Il en va ainsi de la législation sur les marchés de l'électricité, des propositions en matière de mobilité ou des règles communes applicables aux gazoducs. S'agissant de celles-ci, il convient de rappeler les observations formulées par le Sénat à l'initiative de votre commission des affaires européennes en 2018 6 ( * ) . Selon elle, le dispositif ne respectait pas le principe de subsidiarité. Les mesures proposées par la Commission européenne interviennent, en effet, dans un domaine régi jusqu'à présent par des accords internationaux qui peuvent être intergouvernementaux ou commerciaux, à l'image du gazoduc Nord Stream 2 , et ne sont pas de nature à renforcer la sécurité d'approvisionnement énergétique de l'Union. Elles aboutissent donc à interférer dans les compétences des États membres au titre de la négociation des accords internationaux et d'accords commerciaux portant sur la réalisation d'infrastructures. Elles conduisent ainsi à étendre le domaine d'application du droit de l'Union en dehors de ses frontières, sans que cette extension ne trouve une base juridique dans les traités européens. Or, si l'application de ces dispositions empêchait la réalisation d'un gazoduc, il en résulterait une atteinte à la souveraineté de l'État membre concerné pour déterminer les conditions générales de son approvisionnement énergétique. De surcroît, les gazoducs sous-marins sont actuellement régis par la Convention des Nations unies sur le droit de la mer du 10 décembre 1982, qui n'autorise pas les parties à contrôler l'utilisation commerciale de ces infrastructures.

Une évaluation de la législation existante sera également mise en oeuvre. Elle concernera :

- la directive « inondations » et celle relative au traitement des eaux urbaines résiduaires ;

- les directives concernant la qualité de l'air ambiant ;

- le règlement concernant le transfert des déchets.

3. L'approfondissement du marché intérieur

La question du marché intérieur n'est abordée dans le programme de travail qu'au travers de trois communications.
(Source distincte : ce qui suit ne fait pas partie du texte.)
//! Render context implementations
//!
//! Only the headless recording context lives here; a windowed backend plugs in
//! by implementing `RenderContext` in the host application.

pub mod recording;

pub use recording::{RecordingContext, DEFAULT_DRAW_HISTORY};
//! # Rendering System
//!
//! Backend-agnostic rendering layer for the lighting lessons.
//!
//! ## Architecture
//!
//! - **Transforms**: translation, rotation, projection, view and normal matrices
//! - **Primitives**: camera and mesh data
//! - **Lighting / Material**: typed light and material descriptions plus their
//!   flattened uniform layout
//! - **Shading**: CPU reference of the per-fragment lighting math
//! - **API**: the `RenderContext` seam and the named uniform boundary
//! - **Backends**: the headless recording context
//! - **Pipeline**: one parameterized lesson pipeline, selected by `LightingMode`
//!
//! Rasterization and per-pixel shading run on whatever sits behind
//! `RenderContext`; nothing in here talks to a graphics API directly.

use thiserror::Error;

pub mod transforms;
pub mod primitives;
pub mod lighting;
pub mod material;
pub mod shading;
pub mod api;

/// Render context implementations
pub mod backends;

pub mod pipeline;

#[cfg(test)]
mod pipeline_tests;

pub use api::{
    DrawCall, MeshHandle, ProgramHandle, RenderContext, FrameUniforms, UniformValue,
};
pub use backends::RecordingContext;
pub use lighting::{Light, LightType, LightingEnvironment, LightUniformArrays, MAX_LIGHTS};
pub use material::{Material, MaterialUniforms};
pub use pipeline::{FrameTransforms, LessonPipeline, RenderState, StaticTransforms};
pub use primitives::{Camera, MeshData, MeshError};
pub use shading::{LightingMode, SurfacePoint};

use crate::foundation::math::MathError;

/// Parameter outside the range a builder or constructor accepts
///
/// Rejected at construction time so that invalid values never reach a matrix
/// or a uniform upload.
#[derive(Error, Debug, Clone, PartialEq)]
pub enum ParameterError {
    /// Projection planes must satisfy `0 < near < far`
    #[error("Invalid projection planes: near={near}, far={far} (need 0 < near < far)")]
    InvalidProjection {
        /// Near plane distance
        near: f32,
        /// Far plane distance
        far: f32,
    },

    /// Aspect ratio must be positive and finite
    #[error("Invalid aspect ratio: {0}")]
    InvalidAspectRatio(f32),

    /// Vertical field of view must lie strictly between 0 and pi
    #[error("Invalid field of view: {0} radians")]
    InvalidFieldOfView(f32),

    /// Attenuation coefficients must be non-negative
    #[error("Negative attenuation coefficient: linear={linear}, quadratic={quadratic}")]
    NegativeAttenuation {
        /// Linear coefficient
        linear: f32,
        /// Quadratic coefficient
        quadratic: f32,
    },

    /// Light intensity must be non-negative
    #[error("Negative light intensity: {0}")]
    NegativeIntensity(f32),

    /// Specular shininess exponent must be at least 1
    #[error("Specular shininess must be >= 1, got {0}")]
    InvalidShininess(f32),

    /// Specular amount must be non-negative
    #[error("Negative specular amount: {0}")]
    NegativeSpecularAmount(f32),

    /// Too many lights for the fixed uniform arrays
    #[error("Too many lights: {count} (maximum {max})")]
    TooManyLights {
        /// Lights requested
        count: usize,
        /// Lights supported
        max: usize,
    },

    /// Named parameter is unknown or its value is outside the declared range
    #[error("Parameter '{name}' rejected: {reason}")]
    OutOfRange {
        /// Parameter name
        name: String,
        /// Why the value was rejected
        reason: String,
    },
}

/// High-level rendering error types
///
/// Represents errors that can occur while building or drawing a frame,
/// abstracted from whatever graphics API sits behind `RenderContext`.
#[derive(Error, Debug)]
pub enum RenderError {
    /// Program, mesh or context unavailable; the frame is skipped
    #[error("Resource unavailable: {0}")]
    ResourceUnavailable(String),

    /// Uniform name not declared by the bound program
    #[error("Unknown uniform '{name}' for {mode:?} program")]
    UnknownUniform {
        /// Uniform name
        name: String,
        /// Lighting mode of the program
        mode: LightingMode,
    },

    /// Uniform value does not have the size the program expects
    #[error("Uniform '{name}' expects {expected} floats, got {actual}")]
    UniformSizeMismatch {
        /// Uniform name
        name: String,
        /// Floats expected
        expected: usize,
        /// Floats supplied
        actual: usize,
    },

    /// Degenerate math input
    #[error("Math error: {0}")]
    Math(#[from] MathError),

    /// Invalid construction parameter
    #[error("Parameter error: {0}")]
    Parameter(#[from] ParameterError),

    /// Malformed mesh input
    #[error("Mesh error: {0}")]
    Mesh(#[from] MeshError),
}

/// Result type for rendering operations
pub type RenderResult<T> = Result<T, RenderError>;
a) La question de l'investissement

La première, présentée le 22 novembre 2018, consiste en un premier bilan du plan d'investissement pour l'Europe. Le document cible deux objectifs :

- supprimer les obstacles réglementaires en mettant en oeuvre des stratégies adaptées en faveur du marché unique, du marché unique numérique, de l'union des marchés des capitaux et de l'union de l'énergie. La priorité allant à la mise en place des derniers éléments constitutifs de l'union des marchés des capitaux ;

- soutenir les États membres afin qu'ils poursuivent la mise en oeuvre de réformes structurelles favorables aux entreprises, en particulier en ce qui concerne l'efficacité des systèmes judiciaires.

De manière générale, vos rapporteurs dressent un bilan positif du plan d'investissement pour l'Europe. Comme l'a relevé récemment votre commission des affaires européennes dans une proposition de résolution européenne, les résultats obtenus par le fonds européen pour les investissements stratégiques (FEIS) en termes de mobilisation de financements publics et privés et de création d'emplois dans les secteurs des infrastructures, de l'innovation et des PME, depuis sa mise en place en 2015, sont patents 7 ( * ) . Le FEIS a contribué à remédier au déficit global persistant de l'investissement public et privé au sein de l'Union européenne. La mise en oeuvre de son successeur, le plan InvestEU à compter de 2021, doit désormais être appuyée, d'autant que son champ d'intervention est élargi à de nouveaux secteurs. Reste à préciser le règlement qui en détermine les contours en précisant notamment le rôle de la Banque européenne d'investissement (BEI) dans la gouvernance du programme, en ouvrant plus facilement sa mise en oeuvre à des banques et institutions nationales de développement et en réduisant le délai de démarrage des projets.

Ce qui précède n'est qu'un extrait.